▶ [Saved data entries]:
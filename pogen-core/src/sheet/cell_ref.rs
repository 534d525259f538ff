//! A1-style cell references and ranges
//!
//! Rows and columns are 1-based here, matching the `r` attributes in the
//! worksheet XML, so a reference can be written back without conversion.

use std::fmt;
use std::str::FromStr;

/// Single cell position (e.g. `I31`)
#[derive(Debug, Clone, Copy, PartialEq, Eq, PartialOrd, Ord, Hash)]
pub struct CellRef {
    pub row: u32,
    pub col: u32,
}

impl CellRef {
    pub fn new(row: u32, col: u32) -> Self {
        Self { row, col }
    }

    /// Parse a reference like "AB10"; `$` markers are ignored
    pub fn parse(cell_ref: &str) -> Option<Self> {
        let mut col = 0u32;
        let mut row_str = String::new();

        for ch in cell_ref.chars() {
            if ch == '$' {
                continue;
            } else if ch.is_ascii_alphabetic() {
                if !row_str.is_empty() {
                    return None;
                }
                col = col
                    .checked_mul(26)?
                    .checked_add(ch.to_ascii_uppercase() as u32 - 'A' as u32 + 1)?;
            } else if ch.is_ascii_digit() {
                row_str.push(ch);
            } else {
                return None;
            }
        }

        if row_str.is_empty() || col == 0 {
            return None;
        }

        let row = row_str.parse::<u32>().ok()?;
        if row == 0 {
            return None;
        }

        Some(Self { row, col })
    }

    /// Same cell `rows` further down
    pub fn shifted_rows(self, rows: u32) -> Self {
        Self {
            row: self.row + rows,
            col: self.col,
        }
    }
}

impl fmt::Display for CellRef {
    fn fmt(&self, f: &mut fmt::Formatter<'_>) -> fmt::Result {
        write!(f, "{}{}", column_letters(self.col), self.row)
    }
}

impl FromStr for CellRef {
    type Err = anyhow::Error;

    fn from_str(s: &str) -> Result<Self, Self::Err> {
        Self::parse(s).ok_or_else(|| anyhow::anyhow!("Invalid cell reference: {}", s))
    }
}

/// Convert a 1-based column number to letters (1 -> A, 27 -> AA)
pub fn column_letters(col: u32) -> String {
    let mut result = String::new();
    let mut n = col;
    while n > 0 {
        let rem = (n - 1) % 26;
        result.insert(0, (b'A' + rem as u8) as char);
        n = (n - 1) / 26;
    }
    result
}

/// Rectangular range of cells (e.g. `D31:G31`)
#[derive(Debug, Clone, Copy, PartialEq, Eq, PartialOrd, Ord, Hash)]
pub struct CellRange {
    pub start: CellRef,
    pub end: CellRef,
}

impl CellRange {
    pub fn new(start: CellRef, end: CellRef) -> Self {
        Self { start, end }
    }

    /// Parse "A1:B2"; a single reference is a one-cell range
    pub fn parse(range: &str) -> Option<Self> {
        match range.split_once(':') {
            Some((start, end)) => Some(Self {
                start: CellRef::parse(start)?,
                end: CellRef::parse(end)?,
            }),
            None => {
                let cell = CellRef::parse(range)?;
                Some(Self {
                    start: cell,
                    end: cell,
                })
            }
        }
    }

    pub fn top_row(&self) -> u32 {
        self.start.row.min(self.end.row)
    }

    pub fn contains(&self, cell: CellRef) -> bool {
        let (top, bottom) = (self.start.row.min(self.end.row), self.start.row.max(self.end.row));
        let (left, right) = (self.start.col.min(self.end.col), self.start.col.max(self.end.col));
        (top..=bottom).contains(&cell.row) && (left..=right).contains(&cell.col)
    }

    /// Same shape, moved `rows` down; columns are untouched
    pub fn shifted_rows(self, rows: u32) -> Self {
        Self {
            start: self.start.shifted_rows(rows),
            end: self.end.shifted_rows(rows),
        }
    }
}

impl fmt::Display for CellRange {
    fn fmt(&self, f: &mut fmt::Formatter<'_>) -> fmt::Result {
        write!(f, "{}:{}", self.start, self.end)
    }
}

impl FromStr for CellRange {
    type Err = anyhow::Error;

    fn from_str(s: &str) -> Result<Self, Self::Err> {
        Self::parse(s).ok_or_else(|| anyhow::anyhow!("Invalid cell range: {}", s))
    }
}
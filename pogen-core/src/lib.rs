//! Purchase-order generation from vendor quotations
//!
//! A quotation is sent to an extraction service, the returned record is
//! merged with the purchaser's form fields, and the result is written into an
//! XLSX purchase-order template. The item table in the template grows when a
//! quotation has more lines than it reserves.
//!
//! ```no_run
//! use pogen_core::{AppConfig, Controller, FormInput, GenerationEvent, SettingsRepository};
//! use pogen_core::extract::CannedExtractor;
//! use std::path::Path;
//! use std::sync::Arc;
//!
//! # fn main() -> Result<(), Box<dyn std::error::Error>> {
//! let config = AppConfig::default();
//! let settings = SettingsRepository::new(&config.paths.settings_file);
//! let mut form = FormInput::from_settings(&settings.load(), chrono::Local::now().date_naive());
//! form.quotation_file = "quotation.pdf".into();
//!
//! let extractor = Arc::new(CannedExtractor::from_file("jsons/output_20250719_101500.json")?);
//! let (controller, events) = Controller::new(&config, extractor, settings);
//! controller.submit(&form)?;
//! while let Ok(event) = events.recv() {
//!     if let GenerationEvent::Finished(result) = event {
//!         result?.persist(Path::new(&form.default_file_name()))?;
//!         break;
//!     }
//! }
//! # Ok(())
//! # }
//! ```

pub mod config;
pub mod controller;
pub mod error;
pub mod extract;
pub mod model;
pub mod populate;
pub mod settings;
pub mod sheet;
pub mod text;

pub use config::{AppConfig, ExtractionConfig, PathsConfig, TemplateLayout};
pub use controller::{Controller, FormInput, GenerationEvent};
pub use error::{ErrorKind, PoError, Result, ValidationError};
pub use extract::{CannedExtractor, Extractor, ReferenceArchive, parse_response};
pub use model::{Contact, HeaderInfo, LineItem, SourceRecord, Terms};
pub use populate::{GeneratedDocument, PopulationSummary, Populator};
pub use settings::{SettingsRepository, UserSettings};
pub use sheet::{TableLayout, XlsxPackage};
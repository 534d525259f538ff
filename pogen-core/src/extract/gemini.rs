//! Gemini `generateContent` client

use base64::Engine;
use base64::engine::general_purpose::STANDARD as BASE64;
use reqwest::blocking::Client;
use serde::Deserialize;
use serde_json::{Value, json};
use std::time::Duration;
use tracing::{debug, info};

use super::{Extractor, parse_response};
use crate::config::ExtractionConfig;
use crate::error::{PoError, Result};
use crate::model::SourceRecord;

const EXTRACTION_PROMPT: &str = r#"Extract the following information from the attached quotation and return it as a valid JSON object. Do not include any text or formatting outside of the JSON object.

JSON Structure:
{
  "companyName": "The name of the company providing the quotation.",
  "address": "The full mailing address of the company.",
  "quotationNumber": "The unique quotation number or reference ID.",
  "pic": {
    "name": "The name of the Person-in-Charge or contact person. Use null if not found.",
    "email": "The contact person's email address. Use null if not found.",
    "phone": "The contact person's phone number. Use null if not found.",
    "fax": "The fax number. Use null if not found."
  },
  "terms": {
    "payment": "The payment terms (e.g., 'COD', '30 Days', '50% Upfront').",
    "deliveryWeeks": "The delivery lead time converted to a whole number of weeks (e.g., '14 days' becomes 2, '4 weeks' becomes 4). If the delivery time is a range (e.g., '2-4 weeks'), always select the lower number. Use null if not specified or cannot be converted."
  },
  "items": [
    {
      "quantity": "The numerical quantity of the item.",
      "unit": "The unit of measure (e.g., 'pcs', 'kgs', 'lot').",
      "description": "The full description of the item.",
      "unitPrice": "The price per unit as a number."
    }
  ]
}"#;

/// Extractor backed by the Generative Language API
#[derive(Debug, Clone)]
pub struct GeminiExtractor {
    client: Client,
    config: ExtractionConfig,
    api_key: String,
}

impl GeminiExtractor {
    /// Build a client, reading the API key from the configured environment variable
    pub fn from_config(config: &ExtractionConfig) -> Result<Self> {
        let api_key = std::env::var(&config.api_key_env)
            .ok()
            .filter(|key| !key.trim().is_empty())
            .ok_or_else(|| {
                PoError::Service(format!(
                    "environment variable {} is not set",
                    config.api_key_env
                ))
            })?;
        Self::with_api_key(config, api_key)
    }

    pub fn with_api_key(config: &ExtractionConfig, api_key: impl Into<String>) -> Result<Self> {
        let client = Client::builder()
            .timeout(Duration::from_secs(config.timeout_secs))
            .build()
            .map_err(|e| PoError::Service(format!("could not create HTTP client: {}", e)))?;

        Ok(Self {
            client,
            config: config.clone(),
            api_key: api_key.into(),
        })
    }

    fn url(&self) -> String {
        format!(
            "{}/models/{}:generateContent",
            self.config.endpoint.trim_end_matches('/'),
            self.config.model
        )
    }
}

impl Extractor for GeminiExtractor {
    fn name(&self) -> &str {
        &self.config.model
    }

    fn extract(&self, document: &[u8]) -> Result<SourceRecord> {
        info!(model = %self.config.model, bytes = document.len(), "Sending quotation to extraction service");

        let response = self
            .client
            .post(self.url())
            .header("x-goog-api-key", &self.api_key)
            .json(&request_body(&self.config, document))
            .send()
            .map_err(|e| PoError::Service(e.to_string()))?;

        let status = response.status();
        let body = response
            .text()
            .map_err(|e| PoError::Service(format!("could not read response: {}", e)))?;

        if !status.is_success() {
            return Err(PoError::Service(format!("HTTP {}: {}", status, body.trim())));
        }

        let text = response_text(&body)?;
        debug!(chars = text.len(), "Received extraction response");
        parse_response(&text)
    }
}

fn request_body(config: &ExtractionConfig, document: &[u8]) -> Value {
    json!({
        "contents": [{
            "parts": [
                {
                    "inlineData": {
                        "mimeType": "application/pdf",
                        "data": BASE64.encode(document),
                    }
                },
                { "text": EXTRACTION_PROMPT }
            ]
        }],
        "generationConfig": {
            "temperature": config.temperature,
            "topP": config.top_p,
            "responseMimeType": "application/json",
        }
    })
}

#[derive(Debug, Deserialize)]
#[serde(rename_all = "camelCase")]
struct GenerateContentResponse {
    #[serde(default)]
    candidates: Vec<Candidate>,
    prompt_feedback: Option<PromptFeedback>,
}

#[derive(Debug, Deserialize)]
#[serde(rename_all = "camelCase")]
struct Candidate {
    content: Option<Content>,
    finish_reason: Option<String>,
}

#[derive(Debug, Deserialize)]
struct Content {
    #[serde(default)]
    parts: Vec<Part>,
}

#[derive(Debug, Deserialize)]
struct Part {
    text: Option<String>,
}

#[derive(Debug, Deserialize)]
#[serde(rename_all = "camelCase")]
struct PromptFeedback {
    block_reason: Option<String>,
}

/// Text of the first candidate in a `generateContent` response envelope
fn response_text(body: &str) -> Result<String> {
    let envelope: GenerateContentResponse =
        serde_json::from_str(body).map_err(|e| PoError::Parse {
            message: format!("unexpected response envelope: {}", e),
            raw: body.to_string(),
        })?;

    if let Some(reason) = envelope
        .prompt_feedback
        .and_then(|feedback| feedback.block_reason)
    {
        return Err(PoError::Service(format!("request blocked: {}", reason)));
    }

    let candidate = envelope.candidates.into_iter().next();
    let finish_reason = candidate
        .as_ref()
        .and_then(|c| c.finish_reason.clone())
        .unwrap_or_default();
    let text: String = candidate
        .and_then(|c| c.content)
        .map(|content| content.parts.into_iter().filter_map(|p| p.text).collect())
        .unwrap_or_default();

    if text.trim().is_empty() {
        return Err(PoError::Parse {
            message: format!("response contained no text (finish reason: {})", finish_reason),
            raw: body.to_string(),
        });
    }

    Ok(text)
}
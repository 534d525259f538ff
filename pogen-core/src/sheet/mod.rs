//! Spreadsheet template handling
//!
//! An [`XlsxPackage`] holds every part of a template in memory. Only the
//! active worksheet is parsed into a [`Worksheet`]; all other parts (styles,
//! shared strings, drawings, printer settings) are copied through unchanged
//! when the package is saved.

pub mod cell_ref;
pub mod region;
pub mod worksheet;
pub mod xlsx_parser;
pub mod xlsx_writer;

pub use cell_ref::{CellRange, CellRef, column_letters};
pub use region::{Expansion, TableLayout, TableRegion, TemplateSheet, expand_table, shift_merges};
pub use worksheet::{Cell, CellValue, Row, Worksheet};

use anyhow::{Context, Result};
use std::fs::File;
use std::io::{BufReader, BufWriter, Read, Seek, Write};
use std::path::Path;
use tracing::debug;
use zip::ZipArchive;

/// An XLSX file loaded into memory with its active worksheet parsed
#[derive(Debug, Clone)]
pub struct XlsxPackage {
    /// Every zip entry in archive order
    entries: Vec<(String, Vec<u8>)>,
    sheet_path: String,
    sheet_xml: String,
    worksheet: Worksheet,
}

impl XlsxPackage {
    /// Load a package from disk. The file itself is never written to.
    pub fn open<P: AsRef<Path>>(path: P) -> Result<Self> {
        let path = path.as_ref();
        let file = File::open(path)
            .with_context(|| format!("Failed to open template {}", path.display()))?;
        Self::from_reader(BufReader::new(file))
            .with_context(|| format!("Failed to read template {}", path.display()))
    }

    pub fn from_reader<R: Read + Seek>(reader: R) -> Result<Self> {
        let mut archive = ZipArchive::new(reader)?;
        let mut entries = Vec::with_capacity(archive.len());

        for i in 0..archive.len() {
            let mut file = archive.by_index(i)?;
            if file.is_dir() {
                continue;
            }
            let name = file.name().to_string();
            let mut buffer = Vec::new();
            file.read_to_end(&mut buffer)?;
            entries.push((name, buffer));
        }

        let workbook_xml = entry_str(&entries, "xl/workbook.xml")?;
        let rels_xml = entry_str(&entries, "xl/_rels/workbook.xml.rels")?;

        let (sheets, active_tab) = xlsx_parser::parse_workbook_sheets(workbook_xml)?;
        let sheet = sheets
            .get(active_tab)
            .or_else(|| sheets.first())
            .ok_or_else(|| anyhow::anyhow!("Workbook contains no worksheets"))?;
        let sheet_path = xlsx_parser::resolve_relationship(rels_xml, &sheet.rel_id)?;

        let sheet_xml = entry_str(&entries, &sheet_path)?.to_string();
        let worksheet = xlsx_parser::parse_worksheet(&sheet.name, &sheet_xml)
            .with_context(|| format!("Failed to parse worksheet '{}'", sheet.name))?;

        debug!(
            sheet = %worksheet.name,
            path = %sheet_path,
            rows = worksheet.rows.len(),
            merges = worksheet.merged.len(),
            "Loaded template worksheet"
        );

        Ok(Self {
            entries,
            sheet_path,
            sheet_xml,
            worksheet,
        })
    }

    /// Package path of the active worksheet (e.g. `xl/worksheets/sheet1.xml`)
    pub fn sheet_path(&self) -> &str {
        &self.sheet_path
    }

    pub fn worksheet(&self) -> &Worksheet {
        &self.worksheet
    }

    pub fn worksheet_mut(&mut self) -> &mut Worksheet {
        &mut self.worksheet
    }

    pub fn save<P: AsRef<Path>>(&self, path: P) -> Result<()> {
        let path = path.as_ref();
        let file = File::create(path)
            .with_context(|| format!("Failed to create {}", path.display()))?;
        let mut writer = BufWriter::new(file);
        self.write_to(&mut writer)?;
        writer.flush()?;
        Ok(())
    }

    pub fn write_to<W: Write + Seek>(&self, writer: W) -> Result<()> {
        let sheet_xml = xlsx_writer::render_worksheet(&self.sheet_xml, &self.worksheet)?;
        xlsx_writer::write_package(&self.entries, &self.sheet_path, &sheet_xml, writer)
    }
}

fn entry_str<'a>(entries: &'a [(String, Vec<u8>)], name: &str) -> Result<&'a str> {
    let (_, data) = entries
        .iter()
        .find(|(entry_name, _)| entry_name == name)
        .ok_or_else(|| anyhow::anyhow!("Missing package part {}", name))?;
    Ok(std::str::from_utf8(data)?)
}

▶ [Instructions to follow]:
List all lines from the entries that include the word "full".

▶ [Result of this exercise]:
  "address": "The full mailing address of the company.",
      "description": "The full description of the item.",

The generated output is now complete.